Gianluca Paparesta è il nuovo Presidente del Bari. O de La Bari, come ci ostiniamo a sottolineare noi tifosi facendo storcere la bocca a qualche addetto ai lavori. Gianluca Paparesta è un ex arbitro, e questo lo sappiamo tutti. Ciò che non sanno, in molti, è che le accuse che lo riguardano, relative a Calciopoli, sono cadute in prescrizione. Ciò non vuol dire che Paparesta non abbia sbagliato, anzi. L’omessa denuncia sarebbe di per sé un reato, se non fosse per il fatto che la Procura di Reggio Calabria abbia dato ragione all’ex fischietto. Il problema è che siamo in Italia, dove c’è al tempo stesso chi denigra un arbitro che si fa chiudere in uno spogliatoio e chi esalta l’ex dirigente reo di essersi portato dietro la chiave: Luciano Moggi.

Acqua passata, ma soprattutto processo archiviato. A livello arbitrale Gianluca ha pagato, eccome. All’epoca dei fatti era internazionale, l’AIA l’ha sospeso per via cautelare. Correttamente, mi permetto di aggiungere. Gianluca Paparesta ha così iniziato prima il percorso politico, sulla cui qualità del lavoro svolto non sono in grado di giudicare, e poi quello che l’ha portato a diventare General Manager della As Bari. A gennaio le sue dimissioni per incompatibilità con i (non) progetti di Matarrese. Ma appariva evidente, già in quei giorni, che Gianluca non avesse nessuna intenzione di abbandonare un discorso già iniziato. Il resto lo sappiamo tutti. La prima asta non andata a buon fine per via di un assegno mancante, la seconda deserta (strategia o cosa?), la terza più vicina all’asta del fantacalcio che a quella per l’acquisizione di un club fallito.

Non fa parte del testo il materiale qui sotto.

#[cfg(test)]
mod tests {
    use super::*;
    use crate::handlers;
    use crate::handlers::test_support::state;
    use tokio::io::DuplexStream;
    use tokio::time::Instant;

    struct Harness {
        client: DuplexStream,
        task: tokio::task::JoinHandle<Result<(), SessionError>>,
        dir: tempfile::TempDir,
    }

    fn start(idle: Duration) -> Harness {
        start_with_capacity(idle, 64 * 1024)
    }

    fn start_with_capacity(idle: Duration, capacity: usize) -> Harness {
        let dir = tempfile::tempdir().unwrap();
        let router = Arc::new(handlers::routes(state(dir.path())));
        let (client, server) = tokio::io::duplex(capacity);
        let session = Session::new(server, "127.0.0.1:9".parse().unwrap(), router, idle);
        Harness {
            client,
            task: tokio::spawn(session.run()),
            dir,
        }
    }

    // Reads one fixed-length response: (head, body).
    async fn read_response(stream: &mut DuplexStream) -> (String, Vec<u8>) {
        let mut buf = Vec::new();
        let head_end = loop {
            if let Some(pos) = buf.windows(4).position(|w| w == b"\r\n\r\n") {
                break pos + 4;
            }
            let mut chunk = [0u8; 1024];
            let n = stream.read(&mut chunk).await.unwrap();
            assert!(n > 0, "stream closed before a full head");
            buf.extend_from_slice(&chunk[..n]);
        };
        let head = String::from_utf8(buf[..head_end].to_vec()).unwrap();
        let len: usize = head
            .lines()
            .find_map(|l| l.strip_prefix("Content-Length: "))
            .unwrap()
            .parse()
            .unwrap();
        let mut body = buf[head_end..].to_vec();
        while body.len() < len {
            let mut chunk = [0u8; 1024];
            let n = stream.read(&mut chunk).await.unwrap();
            assert!(n > 0);
            body.extend_from_slice(&chunk[..n]);
        }
        assert_eq!(body.len(), len, "no extra bytes expected");
        (head, body)
    }

    async fn assert_closed(stream: &mut DuplexStream) {
        let mut rest = Vec::new();
        stream.read_to_end(&mut rest).await.unwrap();
        assert!(rest.is_empty(), "unexpected trailing bytes: {rest:?}");
    }

    #[tokio::test]
    async fn keep_alive_serves_sequential_requests() {
        let mut h = start(Duration::from_secs(5));
        for _ in 0..3 {
            h.client.write_all(b"GET / HTTP/1.1\r\n\r\n").await.unwrap();
            let (head, body) = read_response(&mut h.client).await;
            assert!(head.starts_with("HTTP/1.1 200 OK\r\n"));
            assert!(head.contains("Connection: keep-alive\r\n"));
            assert_eq!(body, b"Halo's light");
        }
        drop(h.client);
        h.task.await.unwrap().unwrap();
    }

    #[tokio::test]
    async fn connection_close_ends_session() {
        let mut h = start(Duration::from_secs(5));
        h.client
            .write_all(b"GET / HTTP/1.1\r\nConnection: close\r\n\r\n")
            .await
            .unwrap();
        let (head, _) = read_response(&mut h.client).await;
        assert!(head.contains("Connection: close\r\n"));
        assert_closed(&mut h.client).await;
        h.task.await.unwrap().unwrap();
    }

    #[tokio::test]
    async fn malformed_request_gets_400_and_close() {
        let mut h = start(Duration::from_secs(5));
        h.client.write_all(b"GET / HTTP/2.0\r\n\r\n").await.unwrap();
        let (head, body) = read_response(&mut h.client).await;
        assert!(head.starts_with("HTTP/1.1 400 Bad Request\r\n"));
        assert!(head.contains("Connection: close\r\n"));
        assert!(body.is_empty());
        assert_closed(&mut h.client).await;
    }

    #[tokio::test]
    async fn body_split_across_writes_is_completed() {
        let mut h = start(Duration::from_secs(5));
        h.client
            .write_all(b"POST /halo HTTP/1.1\r\nContent-Length: 11\r\n\r\nhello")
            .await
            .unwrap();
        tokio::time::sleep(Duration::from_millis(20)).await;
        h.client.write_all(b" world").await.unwrap();

        let (head, body) = read_response(&mut h.client).await;
        assert!(head.contains("Content-Length: 11\r\n"));
        assert_eq!(body, b"hello world");
    }

    #[tokio::test]
    async fn pipelined_request_after_body_is_kept() {
        let mut h = start(Duration::from_secs(5));
        h.client
            .write_all(b"POST /halo HTTP/1.1\r\nContent-Length: 2\r\n\r\nhiGET / HTTP/1.1\r\n\r\n")
            .await
            .unwrap();

        let (_, first) = read_response(&mut h.client).await;
        assert_eq!(first, b"hi");
        let (head, second) = read_response(&mut h.client).await;
        assert!(head.starts_with("HTTP/1.1 200 OK\r\n"));
        assert_eq!(second, b"Halo's light");
    }

    #[tokio::test]
    async fn missing_length_on_post_is_400_and_session_continues() {
        let mut h = start(Duration::from_secs(5));
        h.client
            .write_all(b"POST /halo HTTP/1.1\r\n\r\n")
            .await
            .unwrap();
        let (head, _) = read_response(&mut h.client).await;
        assert!(head.starts_with("HTTP/1.1 400 Bad Request\r\n"));
        assert!(head.contains("Connection: keep-alive\r\n"));

        h.client.write_all(b"GET / HTTP/1.1\r\n\r\n").await.unwrap();
        let (head, _) = read_response(&mut h.client).await;
        assert!(head.starts_with("HTTP/1.1 200 OK\r\n"));
    }

    #[tokio::test]
    async fn missing_length_on_file_upload_stores_nothing() {
        let mut h = start(Duration::from_secs(5));
        h.client
            .write_all(b"POST /files/x.txt HTTP/1.1\r\n\r\n")
            .await
            .unwrap();
        let (head, body) = read_response(&mut h.client).await;
        assert!(head.starts_with("HTTP/1.1 400 Bad Request\r\n"));
        assert!(body.is_empty());
        assert!(!h.dir.path().join("x.txt").exists());
    }

    #[tokio::test]
    async fn invalid_length_on_post_is_400_and_close() {
        let mut h = start(Duration::from_secs(5));
        h.client
            .write_all(b"POST /halo HTTP/1.1\r\nContent-Length: abc\r\n\r\n")
            .await
            .unwrap();
        let (head, _) = read_response(&mut h.client).await;
        assert!(head.starts_with("HTTP/1.1 400 Bad Request\r\n"));
        assert_closed(&mut h.client).await;
    }

    #[tokio::test]
    async fn root_ignores_invalid_length() {
        let mut h = start(Duration::from_secs(5));
        h.client
            .write_all(b"GET / HTTP/1.1\r\nContent-Length: -1\r\n\r\n")
            .await
            .unwrap();
        let (head, body) = read_response(&mut h.client).await;
        assert!(head.starts_with("HTTP/1.1 200 OK\r\n"));
        assert_eq!(body, b"Halo's light");
    }

    #[tokio::test(start_paused = true)]
    async fn root_with_declared_body_answers_without_waiting() {
        let mut h = start(Duration::from_secs(2));
        let started = Instant::now();
        h.client
            .write_all(b"GET / HTTP/1.1\r\nContent-Length: 5\r\n\r\n")
            .await
            .unwrap();
        let (head, body) = read_response(&mut h.client).await;
        assert!(head.starts_with("HTTP/1.1 200 OK\r\n"));
        assert_eq!(body, b"Halo's light");
        assert!(started.elapsed() < Duration::from_secs(2));
    }

    #[tokio::test]
    async fn buffered_body_on_get_is_not_framed_as_a_request() {
        let mut h = start(Duration::from_secs(5));
        h.client
            .write_all(b"GET / HTTP/1.1\r\nContent-Length: 3\r\n\r\nxyzGET / HTTP/1.1\r\n\r\n")
            .await
            .unwrap();
        for _ in 0..2 {
            let (head, body) = read_response(&mut h.client).await;
            assert!(head.starts_with("HTTP/1.1 200 OK\r\n"));
            assert_eq!(body, b"Halo's light");
        }
    }

    #[tokio::test]
    async fn unmatched_route_is_404() {
        let mut h = start(Duration::from_secs(5));
        h.client
            .write_all(b"DELETE /files/a HTTP/1.1\r\n\r\n")
            .await
            .unwrap();
        let (head, _) = read_response(&mut h.client).await;
        assert!(head.starts_with("HTTP/1.1 404 Not Found\r\n"));
        assert!(head.contains("Content-Length: 0\r\n"));
    }

    #[tokio::test]
    async fn body_cut_short_gets_500() {
        let mut h = start(Duration::from_secs(5));
        h.client
            .write_all(b"POST /halo HTTP/1.1\r\nContent-Length: 10\r\n\r\nabc")
            .await
            .unwrap();
        h.client.shutdown().await.unwrap();
        let (head, _) = read_response(&mut h.client).await;
        assert!(head.starts_with("HTTP/1.1 500 Internal Server Error\r\n"));
    }

    #[tokio::test(start_paused = true)]
    async fn idle_session_times_out_silently() {
        let mut h = start(Duration::from_secs(5));
        tokio::time::advance(Duration::from_secs(6)).await;
        assert_closed(&mut h.client).await;
        h.task.await.unwrap().unwrap();
    }

    #[tokio::test(start_paused = true)]
    async fn body_trickled_within_the_window_is_completed() {
        let mut h = start(Duration::from_secs(1));
        h.client
            .write_all(b"POST /halo HTTP/1.1\r\nContent-Length: 6\r\n\r\n")
            .await
            .unwrap();
        for byte in b"trickl" {
            tokio::time::sleep(Duration::from_millis(400)).await;
            h.client.write_all(&[*byte]).await.unwrap();
        }
        let (head, body) = read_response(&mut h.client).await;
        assert!(head.starts_with("HTTP/1.1 200 OK\r\n"));
        assert_eq!(body, b"trickl");
    }

    #[tokio::test(start_paused = true)]
    async fn body_stalled_past_the_window_closes_silently() {
        let mut h = start(Duration::from_secs(1));
        h.client
            .write_all(b"POST /halo HTTP/1.1\r\nContent-Length: 6\r\n\r\nab")
            .await
            .unwrap();
        tokio::time::sleep(Duration::from_secs(2)).await;
        assert_closed(&mut h.client).await;
        h.task.await.unwrap().unwrap();
    }

    #[tokio::test(start_paused = true)]
    async fn each_read_gets_a_fresh_window() {
        let mut h = start(Duration::from_secs(5));
        for _ in 0..3 {
            // The head spans more than one window in total, but no single
            // read waits longer than one.
            h.client.write_all(b"GET / ").await.unwrap();
            tokio::time::sleep(Duration::from_secs(3)).await;
            h.client.write_all(b"HTTP/1.1\r\n").await.unwrap();
            tokio::time::sleep(Duration::from_secs(3)).await;
            h.client.write_all(b"\r\n").await.unwrap();

            let (head, _) = read_response(&mut h.client).await;
            assert!(head.starts_with("HTTP/1.1 200 OK\r\n"));
            tokio::time::sleep(Duration::from_secs(4)).await;
        }
        drop(h.client);
        h.task.await.unwrap().unwrap();
    }

    #[tokio::test]
    async fn head_delivered_byte_by_byte_is_framed() {
        let mut h = start(Duration::from_secs(5));
        for byte in b"GET /stream HTTP/1.1\r\nConnection: close\r\n\r\n" {
            h.client.write_all(&[*byte]).await.unwrap();
            tokio::task::yield_now().await;
        }
        let mut out = String::new();
        h.client.read_to_string(&mut out).await.unwrap();
        assert!(out.starts_with("HTTP/1.1 200 OK\r\n"));
        assert!(out.ends_with("0\r\n\r\n"));
    }

    #[tokio::test(start_paused = true)]
    async fn peer_that_stops_reading_is_dropped() {
        let mut h = start_with_capacity(Duration::from_secs(1), 1024);
        let body = vec![b'z'; 8 * 1024];
        let head = format!("POST /halo HTTP/1.1\r\nContent-Length: {}\r\n\r\n", body.len());
        h.client.write_all(head.as_bytes()).await.unwrap();
        h.client.write_all(&body).await.unwrap();

        // The echo does not fit in the pipe and nobody reads it.
        let err = h.task.await.unwrap().unwrap_err();
        let SessionError::Io(io_err) = err;
        assert_eq!(io_err.kind(), io::ErrorKind::TimedOut);
    }

    #[tokio::test]
    async fn stream_route_writes_chunks() {
        let mut h = start(Duration::from_secs(5));
        h.client
            .write_all(b"GET /stream HTTP/1.1\r\nConnection: close\r\n\r\n")
            .await
            .unwrap();
        let mut out = String::new();
        h.client.read_to_string(&mut out).await.unwrap();
        let (head, body) = out.split_once("\r\n\r\n").unwrap();
        assert!(head.contains("Transfer-Encoding: chunked"));
        assert!(body.starts_with("1\r\n1\r\n"));
        assert!(body.ends_with("2\r\n10\r\n0\r\n\r\n"));
    }
}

Un paio di considerazioni: i Matarrese hanno affermato per anni che nessuno, a Bari, sarebbe stato disposto a rilevare la Società. L’asta frenetica di questa mattina ha dimostrato l’esatto contrario. I soggetti interessati erano quattro, e tutti sembravano consapevoli di ciò che si aspetta la città. Una città che di certo non si accontenterà di tornare all’anonimato di una serie B che inizia a stare stretta a tutti. Non solo ai tifosi. In queste settimana l’entusiasmo, l’affluenza del pubblico (150.000 persone in 5 partite) e il “rumore” sul web, contestualmente a ciò che succede in altre piazze, stanno dimostrando che forse non è tanto il Bari ad aver bisogno della serie A quanto la Serie A, un prodotto attualmente poco appetibili per il mercato internazionale, ad avere bisogno del Bari. O quantomeno, e non parlo da tifoso, di piazze come Bari.

Non a caso di quello che accade dalle parti del San Nicola se ne è parlato anche sui principali giornali e siti europei. Il calcio vende se c’è passione, gente disposta a pagare per vedere uno spettacolo, sia esso allo stadio o in tv. Meglio se in entrambi i casi. La situazione Bari dimostra che la TV non sostituisce lo stadio, lo integra. Per informazioni chiedere a chi, in un periodo di crisi economica, sta spendendo soldi per seguire la squadra ovunque. O semplicemente per prendere l’auto e recarsi all’aeroporto ad accogliere i giocatori. Una nota di colore: prima di Bari – Cittadella la Società che non c’era ha lanciato il nuovo sito internet www.asbari.it e gli account ufficiali su Facebook, Twitter e Instagram. Parliamo di una piazza che sotto la gestione Matarrese era abituata a comunicare con i pizzini e che oggi si ritrova una Comunicazione che fa invidia ai club europei. La domanda che mi pongo è: questo cambiamento è già da imputare a Paparesta? O la Master Group Sport, a cui vanno i miei complimenti, si è mossa in autonomia o magari guidata dai curatori fallimentari? A loro la risposta.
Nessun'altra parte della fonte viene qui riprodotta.